• **WHAT YOU WILL DO**:
Find the line with "filename crates/skybus-core/src/error.rs" in the entries below, then reproduce it and every line after it down to and including the line with "usize, max: usize", exactly.

(Stored data entries)
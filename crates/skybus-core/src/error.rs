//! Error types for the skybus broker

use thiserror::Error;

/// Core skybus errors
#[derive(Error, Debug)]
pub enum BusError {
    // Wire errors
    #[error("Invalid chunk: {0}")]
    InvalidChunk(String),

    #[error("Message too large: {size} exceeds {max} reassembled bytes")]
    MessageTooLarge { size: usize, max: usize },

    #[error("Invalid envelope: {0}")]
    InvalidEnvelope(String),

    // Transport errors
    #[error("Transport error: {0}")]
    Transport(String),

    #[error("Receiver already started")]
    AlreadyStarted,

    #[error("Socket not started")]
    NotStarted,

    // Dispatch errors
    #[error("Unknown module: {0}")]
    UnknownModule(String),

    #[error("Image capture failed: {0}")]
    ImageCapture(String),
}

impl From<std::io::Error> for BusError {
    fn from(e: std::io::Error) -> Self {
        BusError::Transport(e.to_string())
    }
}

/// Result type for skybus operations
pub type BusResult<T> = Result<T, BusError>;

==

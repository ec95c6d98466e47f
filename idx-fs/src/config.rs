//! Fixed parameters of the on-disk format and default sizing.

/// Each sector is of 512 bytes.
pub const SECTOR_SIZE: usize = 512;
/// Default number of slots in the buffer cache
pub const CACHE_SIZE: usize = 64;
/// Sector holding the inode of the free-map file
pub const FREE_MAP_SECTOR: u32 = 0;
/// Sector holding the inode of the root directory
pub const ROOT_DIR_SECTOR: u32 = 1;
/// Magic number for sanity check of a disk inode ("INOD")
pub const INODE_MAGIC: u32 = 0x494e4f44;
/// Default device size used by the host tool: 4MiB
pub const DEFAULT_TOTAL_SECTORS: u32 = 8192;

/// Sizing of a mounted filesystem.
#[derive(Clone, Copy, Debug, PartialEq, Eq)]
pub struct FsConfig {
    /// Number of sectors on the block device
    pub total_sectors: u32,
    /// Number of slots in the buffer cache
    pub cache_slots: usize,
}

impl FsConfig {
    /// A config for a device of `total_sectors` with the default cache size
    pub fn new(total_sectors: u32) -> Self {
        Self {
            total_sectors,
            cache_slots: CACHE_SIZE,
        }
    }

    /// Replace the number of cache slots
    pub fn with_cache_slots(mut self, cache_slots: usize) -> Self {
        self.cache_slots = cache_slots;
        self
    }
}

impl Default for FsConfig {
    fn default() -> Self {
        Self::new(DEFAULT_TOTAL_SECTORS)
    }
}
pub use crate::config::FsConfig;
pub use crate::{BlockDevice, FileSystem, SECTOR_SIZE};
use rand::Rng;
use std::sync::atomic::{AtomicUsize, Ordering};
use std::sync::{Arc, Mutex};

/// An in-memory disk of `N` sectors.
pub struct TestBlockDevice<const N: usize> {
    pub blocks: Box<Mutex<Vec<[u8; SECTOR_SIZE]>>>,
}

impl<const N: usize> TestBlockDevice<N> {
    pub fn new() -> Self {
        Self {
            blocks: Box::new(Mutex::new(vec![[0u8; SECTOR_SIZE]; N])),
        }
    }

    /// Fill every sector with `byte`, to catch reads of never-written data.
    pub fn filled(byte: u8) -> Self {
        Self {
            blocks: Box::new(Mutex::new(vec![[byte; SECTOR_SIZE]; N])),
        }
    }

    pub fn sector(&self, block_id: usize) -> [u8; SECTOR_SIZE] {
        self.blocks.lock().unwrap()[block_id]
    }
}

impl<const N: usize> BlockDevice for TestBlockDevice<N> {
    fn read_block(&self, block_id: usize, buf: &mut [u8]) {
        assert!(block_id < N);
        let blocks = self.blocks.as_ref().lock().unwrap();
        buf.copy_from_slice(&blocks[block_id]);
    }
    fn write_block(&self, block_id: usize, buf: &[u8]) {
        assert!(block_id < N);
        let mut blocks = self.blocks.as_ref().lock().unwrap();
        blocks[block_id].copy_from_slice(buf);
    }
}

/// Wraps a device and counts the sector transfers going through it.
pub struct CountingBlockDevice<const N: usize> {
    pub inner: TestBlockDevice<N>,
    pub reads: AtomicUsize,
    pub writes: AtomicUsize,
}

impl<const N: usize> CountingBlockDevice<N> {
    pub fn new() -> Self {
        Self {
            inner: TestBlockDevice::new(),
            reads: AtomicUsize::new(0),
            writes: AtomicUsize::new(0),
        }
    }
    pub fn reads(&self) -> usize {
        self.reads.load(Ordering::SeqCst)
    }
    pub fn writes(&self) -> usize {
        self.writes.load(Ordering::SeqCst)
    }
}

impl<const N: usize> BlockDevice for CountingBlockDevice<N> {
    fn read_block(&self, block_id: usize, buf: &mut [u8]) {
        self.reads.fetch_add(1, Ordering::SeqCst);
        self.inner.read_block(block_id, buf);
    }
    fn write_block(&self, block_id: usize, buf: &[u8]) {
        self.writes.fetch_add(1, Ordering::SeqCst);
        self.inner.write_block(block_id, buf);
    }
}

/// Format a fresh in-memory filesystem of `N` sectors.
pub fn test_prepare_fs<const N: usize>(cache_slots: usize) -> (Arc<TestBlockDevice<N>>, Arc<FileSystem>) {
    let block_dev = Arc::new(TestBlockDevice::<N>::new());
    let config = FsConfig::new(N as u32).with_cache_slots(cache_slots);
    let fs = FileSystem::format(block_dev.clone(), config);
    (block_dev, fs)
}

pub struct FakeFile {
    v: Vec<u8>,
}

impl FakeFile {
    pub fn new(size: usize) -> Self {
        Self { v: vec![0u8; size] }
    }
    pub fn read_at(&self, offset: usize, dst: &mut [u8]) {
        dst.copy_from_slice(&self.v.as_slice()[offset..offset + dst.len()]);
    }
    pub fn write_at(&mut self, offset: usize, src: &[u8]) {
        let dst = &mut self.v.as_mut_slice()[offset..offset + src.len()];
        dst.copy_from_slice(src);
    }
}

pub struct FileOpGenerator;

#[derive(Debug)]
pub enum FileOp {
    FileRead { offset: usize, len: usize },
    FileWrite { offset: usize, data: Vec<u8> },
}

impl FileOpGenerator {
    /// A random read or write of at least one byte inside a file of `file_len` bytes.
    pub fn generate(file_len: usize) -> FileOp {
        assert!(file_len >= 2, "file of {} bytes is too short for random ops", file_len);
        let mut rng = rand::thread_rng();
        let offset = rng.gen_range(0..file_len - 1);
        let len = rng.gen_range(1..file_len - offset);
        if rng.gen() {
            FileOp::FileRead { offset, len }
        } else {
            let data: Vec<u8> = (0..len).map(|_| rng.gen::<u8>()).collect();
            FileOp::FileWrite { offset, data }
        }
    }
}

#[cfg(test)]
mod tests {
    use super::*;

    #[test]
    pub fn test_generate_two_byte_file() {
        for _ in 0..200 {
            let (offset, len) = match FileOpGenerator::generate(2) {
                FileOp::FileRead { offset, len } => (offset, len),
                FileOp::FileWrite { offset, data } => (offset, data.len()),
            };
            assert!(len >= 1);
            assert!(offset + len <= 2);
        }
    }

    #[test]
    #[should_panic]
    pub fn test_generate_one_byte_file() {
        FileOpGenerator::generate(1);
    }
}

---

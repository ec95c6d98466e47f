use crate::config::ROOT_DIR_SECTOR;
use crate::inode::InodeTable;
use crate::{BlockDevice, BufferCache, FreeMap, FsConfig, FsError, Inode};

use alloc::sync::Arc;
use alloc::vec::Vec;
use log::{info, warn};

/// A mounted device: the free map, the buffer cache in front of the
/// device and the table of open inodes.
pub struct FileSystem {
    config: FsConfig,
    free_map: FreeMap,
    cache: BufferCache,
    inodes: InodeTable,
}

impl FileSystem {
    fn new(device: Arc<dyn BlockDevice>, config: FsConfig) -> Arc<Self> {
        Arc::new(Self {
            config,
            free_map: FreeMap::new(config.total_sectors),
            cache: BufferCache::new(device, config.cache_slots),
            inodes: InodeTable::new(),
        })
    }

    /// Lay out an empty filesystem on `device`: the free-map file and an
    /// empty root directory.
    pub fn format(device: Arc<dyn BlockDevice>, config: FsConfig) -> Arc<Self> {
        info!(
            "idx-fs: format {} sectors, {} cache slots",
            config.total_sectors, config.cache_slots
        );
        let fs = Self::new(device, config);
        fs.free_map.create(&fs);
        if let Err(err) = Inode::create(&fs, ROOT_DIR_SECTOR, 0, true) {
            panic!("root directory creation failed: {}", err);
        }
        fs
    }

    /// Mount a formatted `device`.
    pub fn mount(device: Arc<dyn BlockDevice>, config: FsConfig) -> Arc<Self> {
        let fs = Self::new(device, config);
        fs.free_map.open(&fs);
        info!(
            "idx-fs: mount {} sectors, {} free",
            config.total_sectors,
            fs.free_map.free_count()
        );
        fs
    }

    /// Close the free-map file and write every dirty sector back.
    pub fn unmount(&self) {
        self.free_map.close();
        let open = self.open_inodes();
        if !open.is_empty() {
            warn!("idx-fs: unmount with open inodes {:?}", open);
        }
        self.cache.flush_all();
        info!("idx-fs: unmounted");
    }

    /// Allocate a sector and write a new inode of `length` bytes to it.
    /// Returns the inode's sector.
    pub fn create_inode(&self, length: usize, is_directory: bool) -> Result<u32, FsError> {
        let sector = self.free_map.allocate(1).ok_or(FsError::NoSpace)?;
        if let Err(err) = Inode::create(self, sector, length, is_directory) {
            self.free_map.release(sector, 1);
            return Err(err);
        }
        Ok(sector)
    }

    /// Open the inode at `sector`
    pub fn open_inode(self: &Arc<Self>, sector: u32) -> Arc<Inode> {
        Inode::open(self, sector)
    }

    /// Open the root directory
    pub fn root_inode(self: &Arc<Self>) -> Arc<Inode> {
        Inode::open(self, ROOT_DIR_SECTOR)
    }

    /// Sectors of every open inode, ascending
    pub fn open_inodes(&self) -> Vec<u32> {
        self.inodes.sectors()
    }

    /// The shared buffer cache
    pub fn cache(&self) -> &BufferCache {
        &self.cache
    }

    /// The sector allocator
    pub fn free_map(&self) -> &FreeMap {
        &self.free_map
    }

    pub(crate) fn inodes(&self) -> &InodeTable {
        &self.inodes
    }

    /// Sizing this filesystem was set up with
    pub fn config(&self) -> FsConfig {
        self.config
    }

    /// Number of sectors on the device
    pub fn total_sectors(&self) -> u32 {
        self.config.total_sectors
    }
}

• **TASK RESULT**:
filename crates/skybus-core/src/error.rs
//! Error types for the skybus broker

use thiserror::Error;

/// Core skybus errors
#[derive(Error, Debug)]
pub enum BusError {
    // Wire errors
    #[error("Invalid chunk: {0}")]
    InvalidChunk(String),

    #[error("Message too large: {size} exceeds {max} reassembled bytes")]
    MessageTooLarge { size: usize, max: usize },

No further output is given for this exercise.